Many of us sometimes get the feeling that our lives are spinning out of control. It’s a queasy, nasty feeling — and it’s also the nightmare exploited by the toney new thriller “The Game.”
At the center of this upscale shocker about a wealthy businessman who finds his life running off the rails is an overwhelming fear. What if the world isn’t what it seems? What if we suddenly lost everything? What if our everyday routines concealed a malicious secret design, a conspiracy to mess up our minds and perhaps destroy us?
Directed by David Fincher, the high-style horror expert of “Seven” and “Alien 3,” this elaborate and twisty puzzle-thriller focuses on a wealthy San Francisco investment banker named Nicholas Van Orton (Michael Douglas), whose hell-raising brother Conrad (Sean Penn) — makes him a 48th birthday present of a free “game” from an organization called Consumer Recreation Services.
What is the “game?” When does it start? Grinning black sheep Conrad — who’s as loose and irreverent as Nicholas is buttoned-down and tense — won’t say, beyond mentioning that he’s played the game himself, in London. And that it was a “life-changing experience.”

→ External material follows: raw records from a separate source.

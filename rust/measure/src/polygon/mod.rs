// This Source Code Form is subject to the terms of the Mozilla Public
// License, v. 2.0. If a copy of the MPL was not distributed with this
// file, You can obtain one at https://mozilla.org/MPL/2.0/.

//! The polygon area and volume engine.
//!
//! A polygon is an ordered ring of geographic corners on the body. One
//! [`compute`] call projects the corners into a tangent plane, builds a
//! Delaunay triangulation containing every boundary edge, adaptively
//! refines the interior triangles against the terrain, and integrates
//! surface area and signed volumes over the refined mesh. The volume
//! reference is the least-squares plane through the heighted corners;
//! material above it counts positive, material below negative.
//!
//! Nothing in here panics on malformed measurements: degenerate rings,
//! oversize polygons and missing terrain data zero the affected outputs
//! and set a [`Diagnostics`] flag instead.

pub(crate) mod integrate;
pub(crate) mod mesh;
pub(crate) mod refine;

use planet_measure_delaunay::{Site, Triangle, VoronoiGenerator};

use crate::body::Body;
use crate::convert::{to_cartesian, LngLat, LngLatBounds};
use crate::error::{Error, Result};
use crate::events::{EventQueue, ToolEvent};
use crate::plane::FittedPlane;
use crate::settings::Settings;

use integrate::Integrator;
pub use integrate::MeshSegment;
use mesh::Projection;

/// Flags describing how a computation went.
#[derive(Debug, Clone, Copy, Default, PartialEq, Eq)]
pub struct Diagnostics {
    /// Fewer than three distinct corners, or no interior triangles.
    pub degenerate_input: bool,
    /// The polygon spans a hemisphere or more; all outputs are zero.
    pub polygon_too_large: bool,
    /// A corner position was NaN or zero; all outputs are zero.
    pub non_finite_input: bool,
    /// Edge recovery hit its iteration cap with boundary edges still
    /// missing; the result is a best effort.
    pub edge_recovery_exhausted: bool,
    /// Sweeps spent on edge recovery.
    pub edge_recovery_iterations: u32,
    /// Refinement attempts spent.
    pub attempts: u32,
    /// Total refined sites over all interior triangles.
    pub refined_points: usize,
    /// Number of NaN terrain heights encountered; affected geometry
    /// contributed nothing.
    pub oracle_failures: u32,
}

/// The outcome of one polygon computation.
#[derive(Debug, Clone, Default, PartialEq)]
pub struct PolygonResult {
    /// Terrain surface area in square meters.
    pub area: f64,
    /// Volume above the reference plane, cubic meters, >= 0.
    pub positive_volume: f64,
    /// Volume below the reference plane, cubic meters, <= 0.
    pub negative_volume: f64,
    /// Refined mesh edges on the terrain, for display.
    pub mesh_segments: Vec<MeshSegment>,
    /// Geographic bounds of the input corners.
    pub bounds: Option<LngLatBounds>,
    pub diagnostics: Diagnostics,
}

/// Computes area and signed volumes of a polygon drawn on `body`.
///
/// `corners` is the ring of polygon corners in cyclic order. Returns an
/// error only for contract violations (invalid settings, non-positive
/// radius); every measurement-level failure comes back as a zeroed
/// result with diagnostics set.
pub fn compute(corners: &[LngLat], body: &dyn Body, settings: &Settings) -> Result<PolygonResult> {
    settings.validate()?;
    let radius = body.radius();
    if !(radius > 0.0) || !radius.is_finite() {
        return Err(Error::InvalidRadius(radius));
    }

    let mut result = PolygonResult {
        bounds: LngLatBounds::of(corners),
        ..PolygonResult::default()
    };

    if corners.len() < 3 {
        result.diagnostics.degenerate_input = true;
        return Ok(result);
    }
    if settings.max_points < corners.len() {
        return Err(Error::InvalidSetting {
            name: "maxPoints",
            value: settings.max_points as f64,
            allowed: ">= corner count",
        });
    }

    // Heighted cartesian corner positions.
    let mut positions = Vec::with_capacity(corners.len());
    for ll in corners {
        let h = body.height(*ll) * settings.height_scale;
        let p = to_cartesian(*ll, radius, h);
        if !(p.x.is_finite() && p.y.is_finite() && p.z.is_finite())
            || p.coords.norm_squared() == 0.0
        {
            result.diagnostics.non_finite_input = true;
            return Ok(result);
        }
        positions.push(p);
    }

    let Some(projection) = Projection::new(&positions, radius) else {
        result.diagnostics.polygon_too_large = true;
        log::warn!("polygon spans more than a hemisphere, area and volume calculation disabled");
        return Ok(result);
    };

    // The volume reference plane through the heighted corners.
    let plane = FittedPlane::fit(&positions, projection.normal, radius);

    let Some(mut ring) = mesh::project_corners(&projection, &positions) else {
        result.diagnostics.non_finite_input = true;
        return Ok(result);
    };
    if ring.len() < 3 {
        result.diagnostics.degenerate_input = true;
        return Ok(result);
    }

    let outcome = mesh::build_mesh(&mut ring);
    result.diagnostics.edge_recovery_exhausted = !outcome.edges_ok;
    result.diagnostics.edge_recovery_iterations = outcome.iterations;

    // Keep the triangles whose plane centroid lies inside the ring.
    let interior: Vec<Triangle> = outcome
        .triangles
        .iter()
        .filter(|t| mesh::point_in_polygon(&ring, t.centroid()))
        .copied()
        .collect();
    if interior.is_empty() {
        result.diagnostics.degenerate_input = true;
        return Ok(result);
    }

    // Per-triangle site lists, seeded with the triangle corners and
    // grown by the refinement passes.
    let mut corners_fine: Vec<Vec<Site>> = interior
        .iter()
        .map(|t| {
            let [a, b, c] = t.sites();
            vec![
                Site::new(a.x, a.y, 0),
                Site::new(b.x, b.y, 1),
                Site::new(c.x, c.y, 2),
            ]
        })
        .collect();

    let min_angle = f64::from(settings.sleekness).to_radians();
    let mut fine = false;
    let mut attempt = 0u32;
    let mut point_count = 0usize;

    let mut area = 0.0;
    let mut positive_volume = 0.0;
    let mut negative_volume = 0.0;
    let mut segments = Vec::new();
    let mut oracle_failures = 0;

    let mut local = VoronoiGenerator::new();
    while !fine && attempt < settings.max_attempt && point_count < settings.max_points {
        attempt += 1;
        fine = true;
        point_count = 0;

        let mut integrator = Integrator::new(&projection, &plane, body, settings.height_scale);

        for sites in corners_fine.iter_mut() {
            let overflow = refine::check_sleekness(sites, min_angle);
            local.parse(sites);

            for edge in local.delaunay_edges() {
                let (h1, h2) = integrator.mesh_segment(edge);

                // All sub-edges are inside the triangle and the polygon,
                // no interior test needed here.
                if !overflow && point_count < settings.max_points && attempt < settings.max_attempt
                {
                    refine::refine_edge(
                        (&edge.0, &edge.1),
                        h1,
                        h2,
                        &mut integrator,
                        settings.height_diff,
                        sites,
                        &mut fine,
                    );
                }
            }

            for t in local.triangles() {
                integrator.add_triangle(t);
            }
            point_count += sites.len();
        }

        area = integrator.area;
        positive_volume = integrator.positive_volume;
        negative_volume = integrator.negative_volume;
        oracle_failures = integrator.oracle_failures;
        segments = std::mem::take(&mut integrator.segments);
    }

    result.area = if area.is_finite() { area } else { 0.0 };
    result.positive_volume = if positive_volume.is_finite() {
        positive_volume
    } else {
        0.0
    };
    result.negative_volume = if negative_volume.is_finite() {
        negative_volume
    } else {
        0.0
    };
    result.mesh_segments = segments;
    result.diagnostics.attempts = attempt;
    result.diagnostics.refined_points = point_count;
    result.diagnostics.oracle_failures = oracle_failures;
    Ok(result)
}

/// A placed polygon tool: the corner ring plus its display state.
#[derive(Debug, Clone, PartialEq)]
pub struct PolygonTool {
    /// Name of the body the tool is anchored to.
    pub center: String,
    /// Reference frame of the anchor.
    pub frame: String,
    /// Polygon corners in cyclic order.
    pub positions: Vec<LngLat>,
    pub color: [f64; 3],
    pub scale_distance: f64,
    pub text: String,
    pub minimized: bool,
}

impl Default for PolygonTool {
    fn default() -> Self {
        Self {
            center: String::new(),
            frame: String::new(),
            positions: Vec::new(),
            color: [1.0, 1.0, 1.0],
            scale_distance: -1.0,
            text: String::new(),
            minimized: false,
        }
    }
}

impl PolygonTool {
    pub fn new(center: impl Into<String>, frame: impl Into<String>) -> Self {
        Self {
            center: center.into(),
            frame: frame.into(),
            ..Self::default()
        }
    }

    pub fn add_point(&mut self, pos: LngLat) {
        self.positions.push(pos);
    }

    /// Recomputes the measurement and reports the outcome as events.
    pub fn update(
        &self,
        body: &dyn Body,
        settings: &Settings,
        events: &mut EventQueue,
    ) -> Result<PolygonResult> {
        let result = compute(&self.positions, body, settings)?;

        events.push(ToolEvent::AreaChanged(result.area));
        events.push(ToolEvent::VolumeChanged {
            positive: result.positive_volume,
            negative: result.negative_volume,
        });
        if let Some(bounds) = result.bounds {
            events.push(ToolEvent::BoundsChanged(bounds));
        }
        Ok(result)
    }
}
// This Source Code Form is subject to the terms of the Mozilla Public
// License, v. 2.0. If a copy of the MPL was not distributed with this
// file, You can obtain one at https://mozilla.org/MPL/2.0/.

//! The sweep driver.
//!
//! [`VoronoiGenerator::parse`] consumes a set of sites from top to bottom
//! and produces the finished Voronoi edges, the dual Delaunay edges and
//! triangles, and a per-site neighbor map. Site events and circle events
//! live in two max-heaps keyed by sweep height; stale circle events stay
//! queued and are skipped when popped.

use std::cmp::Ordering;
use std::collections::BinaryHeap;

use nalgebra::Point2;
use rustc_hash::FxHashMap;

use crate::beachline::{Beachline, VoronoiEdge};
use crate::circle::{circumcircle, CircleEvent};
use crate::keys::ArcKey;
use crate::site::Site;

/// An undirected Delaunay edge between two sites.
pub type DelaunayEdge = (Site, Site);

/// A Delaunay triangle recorded when its dual Voronoi vertex appears.
#[derive(Debug, Clone, Copy, PartialEq)]
pub struct Triangle(pub Site, pub Site, pub Site);

impl Triangle {
    pub fn sites(&self) -> [Site; 3] {
        [self.0, self.1, self.2]
    }

    pub fn centroid(&self) -> Point2<f64> {
        Point2::new(
            (self.0.x + self.1.x + self.2.x) / 3.0,
            (self.0.y + self.1.y + self.2.y) / 3.0,
        )
    }
}

#[derive(Debug, Clone, Copy)]
struct SiteEvent(Site);

impl PartialEq for SiteEvent {
    fn eq(&self, other: &Self) -> bool {
        self.cmp(other) == Ordering::Equal
    }
}

impl Eq for SiteEvent {}

impl PartialOrd for SiteEvent {
    fn partial_cmp(&self, other: &Self) -> Option<Ordering> {
        Some(self.cmp(other))
    }
}

impl Ord for SiteEvent {
    fn cmp(&self, other: &Self) -> Ordering {
        self.0.sweep_cmp(&other.0)
    }
}

/// Fortune's sweep over a finite planar site set.
///
/// A generator is good for any number of `parse` calls; every call owns a
/// fresh beach line and replaces all previous output.
#[derive(Debug)]
pub struct VoronoiGenerator {
    beachline: Beachline,
    sweepline: f64,
    min: Point2<f64>,
    max: Point2<f64>,

    sites: Vec<Site>,
    voronoi_edges: Vec<VoronoiEdge>,
    delaunay_edges: Vec<DelaunayEdge>,
    triangles: Vec<Triangle>,
    neighbors: FxHashMap<u16, Vec<Site>>,

    circle_events: BinaryHeap<CircleEvent>,
    next_seq: u64,
}

impl Default for VoronoiGenerator {
    fn default() -> Self {
        Self::new()
    }
}

impl VoronoiGenerator {
    pub fn new() -> Self {
        Self {
            beachline: Beachline::new(),
            sweepline: 0.0,
            min: Point2::origin(),
            max: Point2::origin(),
            sites: Vec::new(),
            voronoi_edges: Vec::new(),
            delaunay_edges: Vec::new(),
            triangles: Vec::new(),
            neighbors: FxHashMap::default(),
            circle_events: BinaryHeap::new(),
            next_seq: 0,
        }
    }

    /// Runs the sweep over `sites`. Exact duplicates (same coordinates)
    /// are dropped; the caller is expected to have deduplicated its input
    /// and assigned distinct addresses.
    pub fn parse(&mut self, sites: &[Site]) {
        self.reset();
        if sites.is_empty() {
            return;
        }

        self.sites = sites.to_vec();
        self.min = Point2::new(f64::INFINITY, f64::INFINITY);
        self.max = Point2::new(f64::NEG_INFINITY, f64::NEG_INFINITY);
        for s in sites {
            self.min.x = self.min.x.min(s.x);
            self.min.y = self.min.y.min(s.y);
            self.max.x = self.max.x.max(s.x);
            self.max.y = self.max.y.max(s.y);
        }

        let mut site_queue: BinaryHeap<SiteEvent> =
            sites.iter().copied().map(SiteEvent).collect();
        let mut last: Option<Site> = None;

        loop {
            // Drop dead circle events so the ordering decision below sees
            // a live one.
            while let Some(&top) = self.circle_events.peek() {
                if self.is_live(&top) {
                    break;
                }
                self.circle_events.pop();
            }

            let take_site = match (site_queue.peek(), self.circle_events.peek()) {
                (Some(s), Some(c)) => s.0.y >= c.y,
                (Some(_), None) => true,
                (None, Some(_)) => false,
                (None, None) => break,
            };

            if take_site {
                let site = site_queue.pop().expect("peeked site").0;
                // Duplicates pop back to back in sweep order.
                if let Some(prev) = last {
                    if prev.x == site.x && prev.y == site.y {
                        continue;
                    }
                }
                last = Some(site);
                self.process_site(site);
            } else {
                let ev = self.circle_events.pop().expect("peeked event");
                self.process_circle(ev);
            }
        }

        self.finish_edges();
    }

    pub fn sites(&self) -> &[Site] {
        &self.sites
    }

    /// Finished Voronoi edges, including the ones clipped at `finish`.
    pub fn voronoi_edges(&self) -> &[VoronoiEdge] {
        &self.voronoi_edges
    }

    /// The dual Delaunay edges, one per pair of arcs that ever met.
    pub fn delaunay_edges(&self) -> &[DelaunayEdge] {
        &self.delaunay_edges
    }

    pub fn triangles(&self) -> &[Triangle] {
        &self.triangles
    }

    /// For every site address, the sites it shares a Delaunay edge with.
    pub fn neighbors(&self) -> &FxHashMap<u16, Vec<Site>> {
        &self.neighbors
    }

    pub fn sweepline(&self) -> f64 {
        self.sweepline
    }

    fn reset(&mut self) {
        self.beachline = Beachline::new();
        self.sweepline = 0.0;
        self.sites.clear();
        self.voronoi_edges.clear();
        self.delaunay_edges.clear();
        self.triangles.clear();
        self.neighbors.clear();
        self.circle_events.clear();
        self.next_seq = 0;
    }

    fn is_live(&self, ev: &CircleEvent) -> bool {
        self.beachline.contains(ev.arc) && self.beachline.generation(ev.arc) == ev.generation
    }

    fn process_site(&mut self, site: Site) {
        self.sweepline = site.y;
        let insertion = self.beachline.insert_arc(site, site.y);
        if let Some((a, b)) = insertion.delaunay_edge {
            self.add_delaunay_edge(a, b);
        }

        // The halves of the split arc may vanish next; the fresh arc
        // itself cannot, its breakpoints still move apart.
        let left = self.beachline.left_neighbor(insertion.new_arc);
        let right = self.beachline.right_neighbor(insertion.new_arc);
        if let Some(l) = left {
            self.try_queue_circle(l);
        }
        if let Some(r) = right {
            self.try_queue_circle(r);
        }
    }

    fn process_circle(&mut self, ev: CircleEvent) {
        self.sweepline = ev.y;

        let Some((lk, rk)) = self.beachline.neighborhood(ev.arc) else {
            return;
        };
        self.triangles.push(Triangle(
            self.beachline.site(lk),
            self.beachline.site(ev.arc),
            self.beachline.site(rk),
        ));

        let removal = self.beachline.remove_arc(ev.arc, ev.center, ev.y);
        for edge in removal.voronoi_edges.into_iter().flatten() {
            self.voronoi_edges.push(edge);
        }
        if let Some((a, b)) = removal.delaunay_edge {
            self.add_delaunay_edge(a, b);
        }

        if let Some(l) = removal.left {
            self.try_queue_circle(l);
        }
        if let Some(r) = removal.right {
            self.try_queue_circle(r);
        }
    }

    fn try_queue_circle(&mut self, arc: ArcKey) {
        let Some((lk, rk)) = self.beachline.neighborhood(arc) else {
            return;
        };
        let l = self.beachline.site(lk);
        let m = self.beachline.site(arc);
        let r = self.beachline.site(rk);

        let Some((center, radius)) = circumcircle(l, m, r) else {
            return;
        };
        let y = center.y - radius;
        if !y.is_finite() || y > self.sweepline {
            return;
        }

        let generation = self.beachline.bump_generation(arc);
        let seq = self.next_seq;
        self.next_seq += 1;
        self.circle_events.push(CircleEvent {
            center,
            y,
            arc,
            generation,
            seq,
        });
    }

    fn finish_edges(&mut self) {
        let bounds = (self.min, self.max);
        let sweep = self.sweepline.min(self.min.y);
        self.beachline
            .finish(bounds, sweep, &mut self.voronoi_edges);
    }

    fn add_delaunay_edge(&mut self, a: Site, b: Site) {
        self.delaunay_edges.push((a, b));
        self.neighbors.entry(a.addr).or_default().push(b);
        self.neighbors.entry(b.addr).or_default().push(a);
    }
}
// This Source Code Form is subject to the terms of the Mozilla Public
// License, v. 2.0. If a copy of the MPL was not distributed with this
// file, You can obtain one at https://mozilla.org/MPL/2.0/.

//! The flag tool: a single labeled marker anchored to the terrain.

use nalgebra::Point3;

use crate::body::Body;
use crate::convert::{to_cartesian, LngLat};
use crate::events::{EventQueue, ToolEvent};
use crate::settings::Settings;

/// A named marker at a geographic position.
#[derive(Debug, Clone, PartialEq)]
pub struct FlagTool {
    pub center: String,
    pub frame: String,
    pub lng_lat: LngLat,
    pub color: [f64; 3],
    pub scale_distance: f64,
    pub text: String,
    pub minimized: bool,
}

impl Default for FlagTool {
    fn default() -> Self {
        Self {
            center: String::new(),
            frame: String::new(),
            lng_lat: LngLat::new(0.0, 0.0),
            color: [1.0, 1.0, 1.0],
            scale_distance: -1.0,
            text: String::new(),
            minimized: false,
        }
    }
}

impl FlagTool {
    pub fn new(center: impl Into<String>, frame: impl Into<String>, lng_lat: LngLat) -> Self {
        Self {
            center: center.into(),
            frame: frame.into(),
            lng_lat,
            ..Self::default()
        }
    }

    /// The heighted cartesian anchor of the flag.
    pub fn anchor_position(&self, body: &dyn Body, settings: &Settings) -> Point3<f64> {
        let h = body.height(self.lng_lat) * settings.height_scale;
        to_cartesian(self.lng_lat, body.radius(), h)
    }

    /// Moves the flag and reports the new anchor.
    pub fn set_position(
        &mut self,
        lng_lat: LngLat,
        body: &dyn Body,
        settings: &Settings,
        events: &mut EventQueue,
    ) {
        self.lng_lat = lng_lat;
        events.push(ToolEvent::PositionChanged(
            self.anchor_position(body, settings),
        ));
    }

    pub fn set_text(&mut self, text: impl Into<String>, events: &mut EventQueue) {
        self.text = text.into();
        events.push(ToolEvent::TextChanged(self.text.clone()));
    }

    pub fn set_minimized(&mut self, minimized: bool, events: &mut EventQueue) {
        if self.minimized != minimized {
            self.minimized = minimized;
            events.push(ToolEvent::MinimizedChanged(minimized));
        }
    }

    /// Recomputes the anchor, e.g. after a height scale change.
    pub fn update(&self, body: &dyn Body, settings: &Settings, events: &mut EventQueue) {
        events.push(ToolEvent::PositionChanged(
            self.anchor_position(body, settings),
        ));
    }
}

#[cfg(test)]
mod tests {
    use super::*;
    use crate::body::UniformBody;
    use approx::assert_relative_eq;

    #[test]
    fn anchor_sits_on_the_heighted_surface() {
        let body = UniformBody {
            radius: 10.0,
            height: 2.0,
        };
        let flag = FlagTool::new("mars", "iau_mars", LngLat::new(0.4, 0.3));
        let pos = flag.anchor_position(&body, &Settings::default());
        assert_relative_eq!(pos.coords.norm(), 12.0, epsilon = 1e-9);
    }

    #[test]
    fn setters_emit_events() {
        let body = UniformBody::with_radius(1.0);
        let mut flag = FlagTool::default();
        let mut events = EventQueue::new();

        flag.set_text("base camp", &mut events);
        flag.set_minimized(true, &mut events);
        flag.set_minimized(true, &mut events);
        flag.set_position(LngLat::new(0.1, 0.1), &body, &Settings::default(), &mut events);

        let drained: Vec<_> = events.drain().collect();
        assert_eq!(drained.len(), 3);
        assert_eq!(drained[0], ToolEvent::TextChanged("base camp".into()));
        assert_eq!(drained[1], ToolEvent::MinimizedChanged(true));
    }
}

But soon Nicholas — a loner absorbed with ruthless deal-making and the bottom line, a man of icy instincts and no apparent compassion (in fact, a perfect Michael Douglas anti-hero role) — finds himself trapped in a nightmare, where all bets are off and all tables turned.
Beginning with mild insults — including waitresses spilling drinks on him, Consumer Recreation Services’ glib representative (James Rebhorn) subjecting him to a battery of tests and then telling him he’s flunked — Nicholas finds himself in a crucible of paranoia. He’s chased, endangered and double-crossed, stripped of every security. Soon, not just Nicholas’ peace of mind but his very life seems at stake. His money disappears; he finds himself faced with horrific scandals. Armed commandos blast away at him. His house is vandalized, and he’s drugged, beaten and left for dead. And when Nicholas tries to check on the people who apparently started this, at Consumer Recreation Services, he finds the offices empty.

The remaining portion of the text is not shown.